Doctrinas esenciales
Osvaldo Alfredo Gozaíni
La autonomía científica del derecho procesal constitucional
El derecho procesal constitucional es una ciencia nueva que se explica a partir de la relación que existe entre el Proceso y la Constitución. Vale decir que se ocupa de las instituciones procesales (garantías judiciales) insertas en las Constituciones de cada Estado; de los procesos constitucionales; y de los principios y presupuestos fundamentales que todo proceso debe aplicar en las controversias entre partes (debido proceso).
Para Sagüés, el desenvolvimiento del derecho procesal constitucional latinoamericano durante los últimos lustros tiene varias explicaciones. Algunas son de índole política, como el afianzamiento de las democracias en el subcontinente. [...] "Es evidente, al respecto, que el hábitat natural de la disciplina son los gobiernos de iure. Pero además, la sociedad ha asumido que sin una legítima magistratura constitucional, y sin procesos constitucionales ágiles y operativos, la Constitución puede significar muy poco. El derecho procesal constitucional, que se ocupa esencialmente de estos dos últimos asuntos, es hoy una herramienta de uso frecuente por los abogados, y ha logrado insertarse, además, en la currícula de numerosas universidades […]. En este escenario, resulta obligado pensar en un compendio que asuma en lo esencial los grandes capítulos de esta novedosa rama del derecho que, para algunos, se afilia al derecho constitucional, para otros al procesal, mientras que los restantes la divisan como un puente entre ambos, o algo independiente (Compendio de Derecho Procesal Constitucional, Astrea, Buenos Aires, 2009, prólogo del autor).
El punto de partida podría ser correcto si no tuviéramos en cuenta las asimetrías que existen entre los sistemas procesales y los modelos previstos para el control de constitucionalidad. Y eso sin tener en cuenta la polémica que persiste entre quienes sostienen que los procesos constitucionales y la función judicial en el control de constitucionalidad es netamente procesal; ni de aquellos que afirman que ambas cuestiones pertenecen al derecho constitucional.
Es decir: la simplificación es inexacta, porque más allá de observar que en cualquier controversia particular siempre hay un conflicto entre derechos que se desprenden de la Constitución, también hay perspectivas diferentes sobre los aspectos que definen la autonomía científica.
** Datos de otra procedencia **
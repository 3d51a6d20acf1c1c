use serde::{Deserialize, Serialize};

use crate::vault::Secret;

#[derive(Debug, Default, Deserialize, Serialize)]
pub struct Config {
    #[serde(default)]
    pub llm: LlmConfig,
    #[serde(default)]
    pub storage: StorageConfig,
    #[serde(default)]
    pub ingest: IngestConfig,
    #[serde(default)]
    pub rag: RagConfig,
    #[serde(default)]
    pub server: ServerConfig,
    #[serde(skip)]
    pub secrets: ResolvedSecrets,
}

/// LLM provider backend selector.
#[derive(Debug, Clone, Copy, Default, PartialEq, Eq, Deserialize, Serialize)]
#[serde(rename_all = "lowercase")]
pub enum ProviderKind {
    #[default]
    Gemini,
    OpenAi,
    Ollama,
}

impl ProviderKind {
    #[must_use]
    pub fn as_str(self) -> &'static str {
        match self {
            Self::Gemini => "gemini",
            Self::OpenAi => "openai",
            Self::Ollama => "ollama",
        }
    }
}

impl std::fmt::Display for ProviderKind {
    fn fmt(&self, f: &mut std::fmt::Formatter<'_>) -> std::fmt::Result {
        f.write_str(self.as_str())
    }
}

fn default_model() -> String {
    docent_llm::gemini::DEFAULT_CHAT_MODEL.into()
}

fn default_embedding_model() -> String {
    docent_llm::gemini::DEFAULT_EMBEDDING_MODEL.into()
}

fn default_temperature() -> f32 {
    0.1
}

#[derive(Debug, Deserialize, Serialize)]
pub struct LlmConfig {
    #[serde(default)]
    pub provider: ProviderKind,
    #[serde(default = "default_model")]
    pub model: String,
    #[serde(default = "default_embedding_model")]
    pub embedding_model: String,
    /// Overrides the provider's default endpoint.
    #[serde(default, skip_serializing_if = "Option::is_none")]
    pub base_url: Option<String>,
    #[serde(default = "default_temperature")]
    pub temperature: f32,
}

impl Default for LlmConfig {
    fn default() -> Self {
        Self {
            provider: ProviderKind::default(),
            model: default_model(),
            embedding_model: default_embedding_model(),
            base_url: None,
            temperature: default_temperature(),
        }
    }
}

fn default_database_path() -> String {
    "data/docent.db".into()
}

fn default_media_root() -> String {
    "data/media".into()
}

fn default_vector_root() -> String {
    "data/vectors".into()
}

#[derive(Debug, Deserialize, Serialize)]
pub struct StorageConfig {
    #[serde(default = "default_database_path")]
    pub database_path: String,
    /// Uploaded files land in `<media_root>/documents/<user_id>/`.
    #[serde(default = "default_media_root")]
    pub media_root: String,
    /// Per-user vector directories live here.
    #[serde(default = "default_vector_root")]
    pub vector_root: String,
}

impl Default for StorageConfig {
    fn default() -> Self {
        Self {
            database_path: default_database_path(),
            media_root: default_media_root(),
            vector_root: default_vector_root(),
        }
    }
}

fn default_chunk_size() -> usize {
    1000
}

fn default_chunk_overlap() -> usize {
    200
}

fn default_max_file_size() -> u64 {
    docent_store::document::DEFAULT_MAX_FILE_SIZE
}

#[derive(Debug, Deserialize, Serialize)]
pub struct IngestConfig {
    #[serde(default = "default_chunk_size")]
    pub chunk_size: usize,
    #[serde(default = "default_chunk_overlap")]
    pub chunk_overlap: usize,
    #[serde(default = "default_max_file_size")]
    pub max_file_size: u64,
}

impl Default for IngestConfig {
    fn default() -> Self {
        Self {
            chunk_size: default_chunk_size(),
            chunk_overlap: default_chunk_overlap(),
            max_file_size: default_max_file_size(),
        }
    }
}

fn default_top_k() -> usize {
    5
}

fn default_true() -> bool {
    true
}

#[derive(Debug, Deserialize, Serialize)]
pub struct RagConfig {
    #[serde(default = "default_top_k")]
    pub top_k: usize,
    /// Embed an LLM-written passage instead of the raw question.
    #[serde(default = "default_true")]
    pub hyde: bool,
}

impl Default for RagConfig {
    fn default() -> Self {
        Self {
            top_k: default_top_k(),
            hyde: true,
        }
    }
}

fn default_host() -> String {
    "127.0.0.1".into()
}

fn default_port() -> u16 {
    8080
}

fn default_rate_limit() -> u32 {
    120
}

fn default_max_body_size() -> usize {
    64 * 1024 * 1024
}

#[derive(Debug, Deserialize, Serialize)]
pub struct ServerConfig {
    #[serde(default = "default_host")]
    pub host: String,
    #[serde(default = "default_port")]
    pub port: u16,
    /// Requests per minute per client IP; 0 disables limiting.
    #[serde(default = "default_rate_limit")]
    pub rate_limit: u32,
    #[serde(default = "default_max_body_size")]
    pub max_body_size: usize,
}

impl Default for ServerConfig {
    fn default() -> Self {
        Self {
            host: default_host(),
            port: default_port(),
            rate_limit: default_rate_limit(),
            max_body_size: default_max_body_size(),
        }
    }
}

#[derive(Debug, Default)]
pub struct ResolvedSecrets {
    pub gemini_api_key: Option<Secret>,
    pub openai_api_key: Option<Secret>,
}
use std::collections::HashMap;
use std::net::IpAddr;
use std::sync::Arc;
use std::time::{Duration, Instant};

use axum::Router;
use axum::body::Body;
use axum::extract::{ConnectInfo, DefaultBodyLimit, State};
use axum::http::{Request, StatusCode, header};
use axum::middleware::{self, Next};
use axum::response::{IntoResponse, Response};
use axum::routing::{delete, get, post};
use tokio::sync::Mutex;
use tower_http::limit::RequestBodyLimitLayer;
use tower_http::trace::TraceLayer;

use super::handlers::{
    admin_documents_handler, admin_users_handler, chat_handler, delete_document_handler,
    health_handler, list_documents_handler, upload_handler,
};
use super::server::AppState;

const MAX_RATE_LIMIT_ENTRIES: usize = 10_000;
const RATE_WINDOW: Duration = Duration::from_secs(60);

#[derive(Clone)]
struct RateLimitState {
    limit: u32,
    counters: Arc<Mutex<HashMap<IpAddr, (u32, Instant)>>>,
}

pub(crate) fn build_router(state: AppState, rate_limit: u32, max_body_size: usize) -> Router {
    let rate_state = RateLimitState {
        limit: rate_limit,
        counters: Arc::new(Mutex::new(HashMap::new())),
    };

    let protected = Router::new()
        .route(
            "/documents",
            get(list_documents_handler).post(upload_handler),
        )
        .route("/documents/{id}", delete(delete_document_handler))
        .route("/api/chat", post(chat_handler))
        .route("/admin/users", get(admin_users_handler))
        .route("/admin/documents", get(admin_documents_handler))
        .layer(middleware::from_fn_with_state(
            rate_state,
            rate_limit_middleware,
        ))
        .layer(middleware::from_fn_with_state(
            state.clone(),
            auth_middleware,
        ))
        .layer(DefaultBodyLimit::disable())
        .layer(RequestBodyLimitLayer::new(max_body_size));

    Router::new()
        .route("/health", get(health_handler))
        .merge(protected)
        .layer(TraceLayer::new_for_http())
        .with_state(state)
}

fn unauthorized() -> Response {
    (
        StatusCode::UNAUTHORIZED,
        axum::Json(serde_json::json!({ "error": "authentication required" })),
    )
        .into_response()
}

/// Resolve `Authorization: Bearer <token>` to an active user and attach it
/// to the request.
async fn auth_middleware(
    State(state): State<AppState>,
    mut req: Request<Body>,
    next: Next,
) -> Response {
    let token = req
        .headers()
        .get(header::AUTHORIZATION)
        .and_then(|v| v.to_str().ok())
        .and_then(|v| v.strip_prefix("Bearer "))
        .map(str::trim)
        .unwrap_or_default();
    if token.is_empty() {
        return unauthorized();
    }

    let user = match state.store.user_by_token(token).await {
        Ok(Some(user)) => user,
        Ok(None) => return unauthorized(),
        Err(e) => {
            tracing::error!("token lookup failed: {e}");
            return StatusCode::INTERNAL_SERVER_ERROR.into_response();
        }
    };
    if !user.is_active {
        tracing::warn!(user_id = user.id, "inactive user rejected");
        return (
            StatusCode::FORBIDDEN,
            axum::Json(serde_json::json!({ "error": "account is disabled" })),
        )
            .into_response();
    }

    req.extensions_mut().insert(user);
    next.run(req).await
}

async fn rate_limit_middleware(
    State(state): State<RateLimitState>,
    req: Request<Body>,
    next: Next,
) -> Response {
    if state.limit == 0 {
        return next.run(req).await;
    }

    let ip = req
        .extensions()
        .get::<ConnectInfo<std::net::SocketAddr>>()
        .map_or(IpAddr::V4(std::net::Ipv4Addr::UNSPECIFIED), |ci| ci.0.ip());

    let now = Instant::now();
    let mut counters = state.counters.lock().await;

    if counters.len() >= MAX_RATE_LIMIT_ENTRIES && !counters.contains_key(&ip) {
        counters.retain(|_, (_, ts)| now.duration_since(*ts) < RATE_WINDOW);
    }

    let entry = counters.entry(ip).or_insert((0, now));
    if now.duration_since(entry.1) >= RATE_WINDOW {
        *entry = (1, now);
    } else {
        entry.0 += 1;
        if entry.0 > state.limit {
            return StatusCode::TOO_MANY_REQUESTS.into_response();
        }
    }
    drop(counters);

    next.run(req).await
}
Las dos lecturas que llegan desde las concepciones distintas que se tienen para realizar el control de constitucionalidad, se derivan imprecisiones y enfrentamientos estériles que ningún favor le hacen a la ciencia que abordamos. En efecto, considerar que el juez del sistema americano atiende la justicia objetiva del caso concreto; como creer que el tribunal concentrado del sistema europeo resuelve haciendo abstracción de la causa, son caminos confusos que demuestran la inconsistencia de las respuestas que se toman desde una u otra posición. Ninguna es precisa porque, en el primer espacio se pierde solidez dogmática al encontrar diversidades en el sistema de control de constitucionalidad que tienen los países latinoamericanos, que hace diferentes los modelos de regulación procesal de los procesos y una lectura distinta en cada una de las garantías de la jurisdicción; en cambio, en el segundo, no se advierte ni considera que hay mecanismos trasnacionales que convierten en constitucionales una multiplicidad de procesos que en el orden interno no son atendidos por los Tribunales Constitucionales; como tampoco se analiza que estas magistraturas especiales no trabajan aisladas del contexto ni son insensibles al padecimiento humano: todo lo contrario, aunque se pueda poner en duda el carácter puro de la jurisdicción que ejercen, no existe temor alguno para afirmar que la resolución se aplica también a un juicio entre partes.
Las alternancias en la interpretación pueden hacer creer que solamente los que poseen Tribunales Constitucionales tienen una jurisdicción especial y un derecho procesal constitucional (aunque cueste encontrarlo definido de este modo); así como sucede que, quienes estudian la disciplina desde los confines del control difuso, son proclives al error de buscar el derecho procesal constitucional en los pilares de una ciencia u otra (es decir, en el derecho procesal o en el derecho constitucional), cuando en realidad, no es rama ni proyección de ninguna de ellas, sino un caso más del derecho público. Con esta lógica también se argumenta que las actuaciones de los Tribunales Constitucionales son ejercicio de jurisdicción constitucional, a diferencia de los jueces que resuelven procesos constitucionales cuya tarea expresa un modelo de justicia constitucional.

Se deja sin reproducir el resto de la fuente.